As people use their muscles, tiny tears occur where the muscles attach to bones. “Every time you rip those muscles, tiny bone molecules build up. They build up tiny ridges,” Lee explains. Scientists can conclude from those tiny ridges how active someone had been.
The skeletons Lee has studied show evidence of very active lives, including shooting arrows. They also “have muscle markings that show [these women] were horseback riding,” she says. “There was proof that there were women doing exactly what men were doing, which is in itself is a huge thing to find.”
But someone can be athletic without being a fighter. How do scientists know that women were warriors? For that, Kristen Broehl looks at their injuries. She’s an anthropologist — someone who studies different societies and cultures. She works at the University of Nevada in Reno.

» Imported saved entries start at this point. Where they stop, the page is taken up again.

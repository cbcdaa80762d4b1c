use std::sync::Arc;

use anyhow::Result;

use topicfeed_core::{AppConfig, Article, FeedAggregator, FeedFetcher};

pub async fn run(config: &AppConfig, max: Option<usize>, json: bool) -> Result<()> {
    let sources = config.sources()?;
    let filters = config.filter_config();
    let max_items = max.unwrap_or(config.general.max_items);

    let fetcher = FeedFetcher::new(&config.sync)?;
    let aggregator =
        FeedAggregator::new(Arc::new(fetcher)).with_concurrency(config.sync.concurrency);

    let articles = aggregator.aggregate(&sources, &filters, max_items).await?;

    if json {
        println!("{}", serde_json::to_string_pretty(&articles)?);
        return Ok(());
    }

    if articles.is_empty() {
        println!("No items.");
        return Ok(());
    }

    for article in &articles {
        print_article(article);
    }

    Ok(())
}

fn print_article(article: &Article) {
    println!(
        "{} | {}",
        article.source,
        article.publish_date.format("%b %-d")
    );
    println!("  {}", article.title);
    if !article.description.is_empty() {
        println!("  {}", article.description);
    }
    if !article.link.is_empty() {
        println!("  {}", article.link);
    }
    if article.has_image() {
        println!("  Image: {}", article.image);
    }
    println!();
}
//! API server configuration.

use std::time::Duration;

use serde::Deserialize;

/// Top-level API server configuration.
#[derive(Debug, Clone, Deserialize)]
pub struct ApiConfig {
    /// Listen address (e.g., "0.0.0.0").
    #[serde(default = "default_host")]
    pub host: String,
    /// Listen port.
    #[serde(default = "default_port")]
    pub port: u16,
    /// Per-call control-plane timeout in seconds.
    #[serde(default = "default_cluster_timeout_secs")]
    pub cluster_timeout_secs: u64,
}

fn default_host() -> String {
    "0.0.0.0".to_string()
}

fn default_port() -> u16 {
    8000
}

fn default_cluster_timeout_secs() -> u64 {
    10
}

impl ApiConfig {
    /// Load config from environment variables.
    pub fn from_env() -> Self {
        let mut config = Self::default();
        if let Ok(port) = std::env::var("PORT")
            && let Ok(port) = port.parse()
        {
            config.port = port;
        }
        if let Ok(secs) = std::env::var("CLUSTER_TIMEOUT_SECS")
            && let Ok(secs) = secs.parse()
        {
            config.cluster_timeout_secs = secs;
        }
        config
    }

    pub fn cluster_timeout(&self) -> Duration {
        Duration::from_secs(self.cluster_timeout_secs)
    }
}

impl Default for ApiConfig {
    fn default() -> Self {
        Self {
            host: default_host(),
            port: default_port(),
            cluster_timeout_secs: default_cluster_timeout_secs(),
        }
    }
}

#[cfg(test)]
mod tests {
    use super::*;

    #[test]
    fn default_config() {
        let config = ApiConfig::default();
        assert_eq!(config.host, "0.0.0.0");
        assert_eq!(config.port, 8000);
        assert_eq!(config.cluster_timeout(), Duration::from_secs(10));
    }
}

Broehl studies skeletons from Indigenous people in California. They lived in North America before Europeans arrived. She was interested in whether women fought there. To find out, she and her colleagues looked at data from 289 male and 128 female skeletons. All dated from between 5,000 and 100 years ago.

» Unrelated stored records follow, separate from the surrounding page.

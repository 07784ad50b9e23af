//! Raw and canonical intent records, and the normalizer between them.

use serde::Deserialize;

use crate::action::ActionKind;
use crate::names::normalize_resource_name;
use crate::resource::ResourceKind;

/// Intent as emitted by the interpreter model. Untrusted: any field except
/// `action` may be absent, and `action` may be anything at all.
#[derive(Debug, Clone, Deserialize)]
pub struct RawIntent {
    pub action: String,
    #[serde(default)]
    pub parameters: RawParameters,
}

#[derive(Debug, Clone, Default, Deserialize)]
pub struct RawParameters {
    pub resource_type: Option<String>,
    pub resource_name: Option<String>,
    pub namespace: Option<String>,
    pub detail: Option<String>,
    pub variable_name: Option<String>,
    /// Alias some interpreter replies use for `variable_name`.
    pub specific_detail: Option<String>,
}

impl RawParameters {
    pub fn is_empty(&self) -> bool {
        self.resource_type.is_none()
            && self.resource_name.is_none()
            && self.namespace.is_none()
            && self.detail.is_none()
            && self.variable_name.is_none()
            && self.specific_detail.is_none()
    }
}

/// Validated intent with vocabulary normalization applied.
#[derive(Debug, Clone, PartialEq)]
pub struct CanonicalIntent {
    pub action: ActionKind,
    pub resource_type: ResourceKind,
    /// Slug-normalized; `None` when absent or when slugging left nothing.
    pub resource_name: Option<String>,
    pub namespace: Option<String>,
    pub detail: Option<String>,
    pub variable_name: Option<String>,
}

/// Outcome of normalization.
#[derive(Debug, Clone, PartialEq)]
pub enum Normalized {
    Intent(CanonicalIntent),
    /// Escape hatch: the interpreter could not classify the query (or gave
    /// no parameters). The caller routes the original free text to the
    /// fallback synthesizer instead of failing.
    Fallback,
}

/// Apply the vocabulary to a raw intent.
pub fn normalize(raw: RawIntent) -> Normalized {
    if raw.action == "unknown" || raw.parameters.is_empty() {
        return Normalized::Fallback;
    }

    let action = ActionKind::normalize(&raw.action);
    let p = raw.parameters;

    let resource_name = p
        .resource_name
        .as_deref()
        .map(normalize_resource_name)
        .filter(|n| !n.is_empty());

    Normalized::Intent(CanonicalIntent {
        action,
        resource_type: ResourceKind::normalize(p.resource_type.as_deref().unwrap_or("")),
        resource_name,
        namespace: p.namespace,
        detail: p.detail,
        variable_name: p.variable_name.or(p.specific_detail),
    })
}

#[cfg(test)]
mod tests {
    use super::*;

    fn raw(json: &str) -> RawIntent {
        serde_json::from_str(json).unwrap()
    }

    #[test]
    fn count_pods_normalizes_to_pod_count() {
        let out = normalize(raw(
            r#"{"action": "count_pods", "parameters": {"resource_type": "pods"}}"#,
        ));
        let Normalized::Intent(intent) = out else {
            panic!("expected canonical intent");
        };
        assert_eq!(intent.action, ActionKind::CountResources);
        assert_eq!(intent.resource_type.as_str(), "pod");
    }

    #[test]
    fn unknown_action_routes_to_fallback() {
        let out = normalize(raw(r#"{"action": "unknown", "parameters": {}}"#));
        assert_eq!(out, Normalized::Fallback);
    }

    #[test]
    fn missing_parameters_route_to_fallback() {
        let out = normalize(raw(r#"{"action": "list_resources"}"#));
        assert_eq!(out, Normalized::Fallback);
    }

    #[test]
    fn conversational_name_is_slugged() {
        let out = normalize(raw(
            r#"{"action": "get_status", "parameters": {"resource_type": "svc", "resource_name": "My Web Service"}}"#,
        ));
        let Normalized::Intent(intent) = out else {
            panic!("expected canonical intent");
        };
        assert_eq!(intent.resource_type.as_str(), "service");
        assert_eq!(intent.resource_name.as_deref(), Some("my-web"));
    }

    #[test]
    fn empty_slug_means_no_name() {
        let out = normalize(raw(
            r#"{"action": "get_logs", "parameters": {"resource_type": "pod", "resource_name": " pod"}}"#,
        ));
        let Normalized::Intent(intent) = out else {
            panic!("expected canonical intent");
        };
        assert_eq!(intent.resource_name, None);
    }

    #[test]
    fn unrecognized_action_passes_through() {
        let out = normalize(raw(
            r#"{"action": "scale_deployment", "parameters": {"resource_type": "deployment"}}"#,
        ));
        let Normalized::Intent(intent) = out else {
            panic!("expected canonical intent");
        };
        assert_eq!(intent.action, ActionKind::Other("scale_deployment".into()));
    }

    #[test]
    fn specific_detail_aliases_variable_name() {
        let out = normalize(raw(
            r#"{"action": "get_resource_detail", "parameters": {"resource_type": "pod", "resource_name": "api", "detail": "environment_variable", "specific_detail": "DB_HOST"}}"#,
        ));
        let Normalized::Intent(intent) = out else {
            panic!("expected canonical intent");
        };
        assert_eq!(intent.variable_name.as_deref(), Some("DB_HOST"));
    }

    #[test]
    fn namespace_and_detail_pass_through_unchanged() {
        let out = normalize(raw(
            r#"{"action": "list_resources", "parameters": {"resource_type": "pods", "namespace": "Kube-System", "detail": "foo"}}"#,
        ));
        let Normalized::Intent(intent) = out else {
            panic!("expected canonical intent");
        };
        assert_eq!(intent.namespace.as_deref(), Some("Kube-System"));
        assert_eq!(intent.detail.as_deref(), Some("foo"));
    }
}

The scientists focused on skeletons showing signs of trauma — especially injury with sharp objects. Such people could have been harmed by a knife, spear or arrow, Broehl explains. If someone survived this injury, there also would be signs of healing. If the injury led to death, the bones would not have healed. Some might even have arrows still embedded in them.
Both male and female skeletons had cut marks, Broehl found. Almost nine in every 10 male skeletons showed signs of cut marks that occurred around the time of death — as did eight in 10 of the female skeletons.

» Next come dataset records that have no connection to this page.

fn env_var_answer(env: Option<&[EnvVar]>, variable: &str, kind: &str, name: &str) -> String {
    for var in env.into_iter().flatten() {
        if var.name == variable {
            let value = var.value.as_deref().unwrap_or_default();
            return format!("The value of the environment variable '{variable}' is '{value}'.");
        }
    }
    format!("Environment variable '{variable}' not found in {kind} '{name}'.")
}
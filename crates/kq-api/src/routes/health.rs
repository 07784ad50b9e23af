//! Health check endpoint.

use axum::Json;
use serde_json::{Value, json};

/// GET /health — liveness check.
pub async fn health() -> Json<Value> {
    Json(json!({
        "status": "ok",
        "version": env!("CARGO_PKG_VERSION"),
    }))
}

“The trauma in skeletal males is often considered evidence of participation in warfare or violence,” Broehl says. But such trauma in females has usually been interpreted as “evidence that they were victims.” But that assumption is too simplistic, Broehl says. To figure out if someone was a fighter, her team looked at the angle of the injuries.
Injuries to the back of the body might have occurred in fighting. But those types also might occur if someone was attacked while running away. Injuries on the front of the body, however, indicate someone had been facing their attacker. It’s more likely that they were fighting the attacker. And more than half of both male and female skeletons had such frontal injuries.
That could mean that men and women in California were fighting together, Broehl and her colleagues conclude. They presented their findings April 17 at the Annual Meeting of the American Association of Physical Anthropologists.
Injuries on female skeletons from Mongolia and what is now Kazakhstan (just to its west) also show women got into fights, notes Mayor. Female skeletons from those regions sometimes show “nightstick injuries” — an arm broken when the person lifted their arm to protect their head. They also show “boxer” breaks — broken knuckles from fighting hand to hand. They would have had “lots of broken noses” too, Mayor adds. But because a broken nose only breaks cartilage, skeletons can’t tell that tale.
Because life was hard, both men and women had to participate in battle, she says. And that makes sense “if you have that kind of life on the rugged steppes where, it’s a harsh lifestyle,” Mayor says. “Everyone has to defend the tribe, hunt and take care of themselves.” She argues that “it’s a luxury of settled people that they can oppress women.”
Some graves that had been thought to contain male warriors actually contain female ones, Lee says. In the past, she says, archaeologists “weren’t really looking” for women to be warriors. But that’s changing. “Now that we’ve gotten a lot of attention for it, they’re way they’re more interested in it — and actually looking for the evidence.”
Updated September 8, 2020 at 12:36 PM to note that a broken nose wouldn’t show up on a skeleton, as broken noses break cartilage, which is not preserved.